Не то что жены и детей, даже друзей нет. И, верно, уже не будет. Кажется, Ганди сказал, что хотящий дружить с Богом должен быть одинок либо - дружить со всеми.

Какая усталость от всего этого, Господи. Или наоборот: от усталости делаешься никому на свете не нужным?

Усталость похожа на мудрость. Их можно запросто спутать: кончаются жизненные силы, прекращаются внешние движения, порывы и прыжки, остаются одни внутренние. Я больше не чудаковатый, вызывающий смех бородатый ребенок, вечно попадающий впросак, потому что устал до последней степени. Для меня стали одинаково значимы все времена года, лето ничем не лучше зимы. А это вернейший признак изношенности чувств, и надежд, и азарта.

А когда-то летом я не умел ходить спокойно по полям и тропинкам - так и тянуло в бег, но простого бега было мало, мускулы плеч томились и звали вниз - им словно был знаком перебор ногами, перестук копытами - вниз! Мчаться, скакать на всех четырех, наращивая скорость, безудержным вольным карьером (как мягко пружинит под копытами луговая земля!)… Летом так хотелось назад, в глубь времен, в бытие лошади, или зебры, или бизона.

"Не разнять меня с жизнью, ей снится - убивать и сейчас же ласкать…" Падать в короткую, по-майски чистую траву, в июльское сено, сентябрьские хрустящие листья… подметать их своими волосами. Вот только бы чуть меньше убивать и чуть больше ласкать… А впрочем, за все спасибо, верно, мальчонка? - спросить у маячащего подле глаз насекомого, перламутрового тонконогого зверя.
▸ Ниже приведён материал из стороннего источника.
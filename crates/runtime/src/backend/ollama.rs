//! Ollama chat backend for locally hosted models.

use std::time::Duration;

use super::{ChatRequest, ChatResponse, LlmBackend, Message, Role, Usage};
use crate::{Error, Result};
use serde::{Deserialize, Serialize};
use tracing::debug;

pub const DEFAULT_URL: &str = "http://localhost:11434";
pub const DEFAULT_MODEL: &str = "gemma3:12b";

/// Local generation can be slow, so the default is generous.
pub const DEFAULT_TIMEOUT: Duration = Duration::from_secs(300);

#[derive(Debug, Serialize)]
struct ApiRequest<'a> {
    model: &'a str,
    messages: Vec<ApiMessage<'a>>,
    stream: bool,
    #[serde(skip_serializing_if = "Option::is_none")]
    options: Option<ApiOptions>,
}

#[derive(Debug, Serialize)]
struct ApiMessage<'a> {
    role: Role,
    content: &'a str,
}

#[derive(Debug, Serialize)]
struct ApiOptions {
    temperature: f32,
}

#[derive(Debug, Deserialize)]
struct ApiResponse {
    message: ApiReply,
    #[serde(default)]
    prompt_eval_count: u32,
    #[serde(default)]
    eval_count: u32,
}

#[derive(Debug, Deserialize)]
struct ApiReply {
    content: String,
}

/// Builder for creating an Ollama backend.
#[derive(Debug, Clone)]
pub struct OllamaBackendBuilder {
    base_url: String,
    model: String,
    timeout: Option<Duration>,
    temperature: Option<f32>,
}

impl OllamaBackendBuilder {
    /// Create a new builder for the given model on the default local server.
    pub fn new(model: impl Into<String>) -> Self {
        Self {
            base_url: DEFAULT_URL.to_string(),
            model: model.into(),
            timeout: Some(DEFAULT_TIMEOUT),
            temperature: None,
        }
    }

    /// Set the server base URL.
    pub fn base_url(mut self, url: impl Into<String>) -> Self {
        self.base_url = url.into();
        self
    }

    /// Set the request timeout. `None` waits forever.
    pub fn timeout(mut self, timeout: Option<Duration>) -> Self {
        self.timeout = timeout;
        self
    }

    /// Set the sampling temperature.
    pub fn temperature(mut self, temperature: f32) -> Self {
        self.temperature = Some(temperature);
        self
    }

    /// Build the backend.
    pub fn build(self) -> Result<OllamaBackend> {
        if self.base_url.is_empty() {
            return Err(Error::Config("Ollama URL is required".into()));
        }
        if self.model.is_empty() {
            return Err(Error::Config("model name is required".into()));
        }

        let mut client = reqwest::Client::builder();
        if let Some(timeout) = self.timeout {
            client = client.timeout(timeout);
        }
        let client = client
            .build()
            .map_err(|e| Error::Config(format!("failed to build HTTP client: {e}")))?;

        Ok(OllamaBackend {
            client,
            base_url: self.base_url.trim_end_matches('/').to_string(),
            model: self.model,
            temperature: self.temperature,
        })
    }
}

/// Ollama `/api/chat` backend.
pub struct OllamaBackend {
    client: reqwest::Client,
    base_url: String,
    model: String,
    temperature: Option<f32>,
}

impl OllamaBackend {
    /// Create a builder for the Ollama backend.
    pub fn builder(model: impl Into<String>) -> OllamaBackendBuilder {
        OllamaBackendBuilder::new(model)
    }

    /// The model this backend talks to.
    pub fn model(&self) -> &str {
        &self.model
    }

    fn chat_url(&self) -> String {
        format!("{}/api/chat", self.base_url)
    }

    fn api_request<'a>(&'a self, request: &ChatRequest<'a>) -> ApiRequest<'a> {
        let system = request.system.map(|content| ApiMessage {
            role: Role::System,
            content,
        });
        let messages = system
            .into_iter()
            .chain(request.messages.iter().map(|m: &'a Message| ApiMessage {
                role: m.role,
                content: &m.content,
            }))
            .collect();

        ApiRequest {
            model: &self.model,
            messages,
            stream: false,
            options: self.temperature.map(|temperature| ApiOptions { temperature }),
        }
    }
}

impl std::fmt::Display for OllamaBackend {
    fn fmt(&self, f: &mut std::fmt::Formatter<'_>) -> std::fmt::Result {
        write!(f, "ollama({} at {})", self.model, self.base_url)
    }
}

impl LlmBackend for OllamaBackend {
    async fn chat(&self, request: ChatRequest<'_>) -> Result<ChatResponse> {
        let api_request = self.api_request(&request);
        debug!(model = %self.model, messages = api_request.messages.len(), "sending chat request");

        let response = self
            .client
            .post(self.chat_url())
            .json(&api_request)
            .send()
            .await
            .map_err(|e| Error::Network(e.to_string()))?;

        if !response.status().is_success() {
            let status = response.status();
            let body = response.text().await.unwrap_or_default();
            return Err(Error::Api(format!("{status}: {body}")));
        }

        let api_response: ApiResponse = response
            .json()
            .await
            .map_err(|e| Error::Api(e.to_string()))?;

        let usage = Usage {
            input_tokens: api_response.prompt_eval_count,
            output_tokens: api_response.eval_count,
        };
        debug!(?usage, "chat response received");

        Ok(ChatResponse {
            content: api_response.message.content.trim().to_string(),
            usage,
        })
    }
}

#[cfg(test)]
mod tests {
    use super::*;

    #[test]
    fn request_puts_system_first() {
        let backend = OllamaBackend::builder("gemma3:12b").build().unwrap();
        let history = [Message::user("hi"), Message::assistant("hello")];
        let request = ChatRequest {
            messages: &history,
            system: Some("be brief"),
        };

        let json = serde_json::to_value(backend.api_request(&request)).unwrap();
        assert_eq!(
            json,
            serde_json::json!({
                "model": "gemma3:12b",
                "messages": [
                    {"role": "system", "content": "be brief"},
                    {"role": "user", "content": "hi"},
                    {"role": "assistant", "content": "hello"},
                ],
                "stream": false,
            })
        );
    }

    #[test]
    fn request_includes_temperature_when_set() {
        let backend = OllamaBackend::builder("llama3")
            .temperature(0.5)
            .build()
            .unwrap();
        let request = ChatRequest {
            messages: &[],
            system: None,
        };

        let json = serde_json::to_value(backend.api_request(&request)).unwrap();
        assert_eq!(json["options"]["temperature"], 0.5);
        assert_eq!(json["messages"], serde_json::json!([]));
    }

    #[test]
    fn trailing_slash_is_trimmed() {
        let backend = OllamaBackend::builder("llama3")
            .base_url("http://gpu-box:11434/")
            .build()
            .unwrap();
        assert_eq!(backend.chat_url(), "http://gpu-box:11434/api/chat");
        assert_eq!(backend.to_string(), "ollama(llama3 at http://gpu-box:11434)");
    }

    #[test]
    fn empty_model_is_rejected() {
        let result = OllamaBackend::builder("").build();
        assert!(matches!(result, Err(Error::Config(_))));
    }

    #[test]
    fn response_parsing() {
        let json = r#"{
            "model": "gemma3:12b",
            "created_at": "2025-01-01T00:00:00Z",
            "message": {"role": "assistant", "content": "  USE_TOOL: get_time()\n"},
            "done": true,
            "prompt_eval_count": 12,
            "eval_count": 5
        }"#;
        let response: ApiResponse = serde_json::from_str(json).unwrap();
        assert_eq!(response.message.content.trim(), "USE_TOOL: get_time()");
        assert_eq!(response.eval_count, 5);
    }
}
Нежно поймать его и поднести к себе. Лицом к лицу. Кто дольше выдержит взгляд. Маленькое зеленое лицо - само бесстрастие. И в то же время - деловое, нетерпеливое движение ножками…
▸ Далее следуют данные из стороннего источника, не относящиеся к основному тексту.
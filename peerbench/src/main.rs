//! Find transit agencies similar to a home agency and compare their performance over time.
#![cfg_attr(coverage_nightly, feature(coverage_attribute))]

use peerbench_lib::{Host, run};
use std::io::{Write, stderr, stdout};

/// Default host that writes to the real console.
#[derive(Debug, Clone, Default)]
pub struct RealHost;

#[cfg_attr(coverage_nightly, coverage(off))]
impl Host for RealHost {
    fn output(&mut self) -> impl Write {
        stdout()
    }

    fn error(&mut self) -> impl Write {
        stderr()
    }

    fn exit(&mut self, code: i32) {
        std::process::exit(code);
    }
}

#[cfg_attr(coverage_nightly, coverage(off))]
fn main() {
    run(&mut RealHost, std::env::args());
}
use super::{Agency, ModeCode};
use std::collections::BTreeSet;

/// The choices available to each categorical filter, derived from the agency universe.
#[derive(Debug, Clone, Default, PartialEq, Eq)]
pub struct Categories {
    pub reporter_types: BTreeSet<String>,
    pub organization_types: BTreeSet<String>,
    pub states: BTreeSet<String>,
    pub uza_names: BTreeSet<String>,
    pub modes: BTreeSet<ModeCode>,
}

impl Categories {
    #[must_use]
    pub fn from_agencies<'a>(agencies: impl IntoIterator<Item = &'a Agency>) -> Self {
        let mut categories = Self::default();
        for agency in agencies {
            insert_non_empty(&mut categories.reporter_types, &agency.reporter_type);
            insert_non_empty(&mut categories.organization_types, &agency.organization_type);
            insert_non_empty(&mut categories.states, &agency.state);
            if let Some(uza_name) = &agency.uza_name {
                insert_non_empty(&mut categories.uza_names, uza_name);
            }
            categories.modes.extend(agency.modes.iter().cloned());
        }

        categories
    }
}

fn insert_non_empty(set: &mut BTreeSet<String>, value: &str) {
    if !value.is_empty() && !set.contains(value) {
        let _ = set.insert(value.to_string());
    }
}
use super::Host;
use super::common::DataArgs;
use crate::Result;
use crate::reports::write_categories;
use clap::Args;
use std::io::Write;

#[derive(Args, Debug)]
pub struct CategoriesArgs {
    #[command(flatten)]
    pub data: DataArgs,
}

pub fn list_categories<H: Host>(host: &mut H, args: &CategoriesArgs) -> Result<()> {
    let (dataset, _) = args.data.load()?;

    let mut out = host.output();
    write_categories(&mut out, &dataset.universe.categories(), args.data.colors())?;

    let years = dataset.reporting_years();
    if let (Some(first), Some(last)) = (years.first(), years.last()) {
        match dataset.latest_year() {
            Some(latest) => writeln!(out, "Reporting years: {first}-{last} (latest {latest})")?,
            None => writeln!(out, "Reporting years: {first}-{last}")?,
        }
    }

    Ok(())
}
Но теперь даже летом я хожу шагом, степенно передвигая ступни. Я выдохся к тридцати пяти годам. Сутулое, анемичное существо мужского рода, отныне лишь отрабатывающее свою карму, отдающее неведомые долги прошлой жизни. Забывшее, что такое страсть, любая. Обессилевшее для авантюр и искрометных игр. Одно ментальное тело, тело рассудка, во мне еще живо.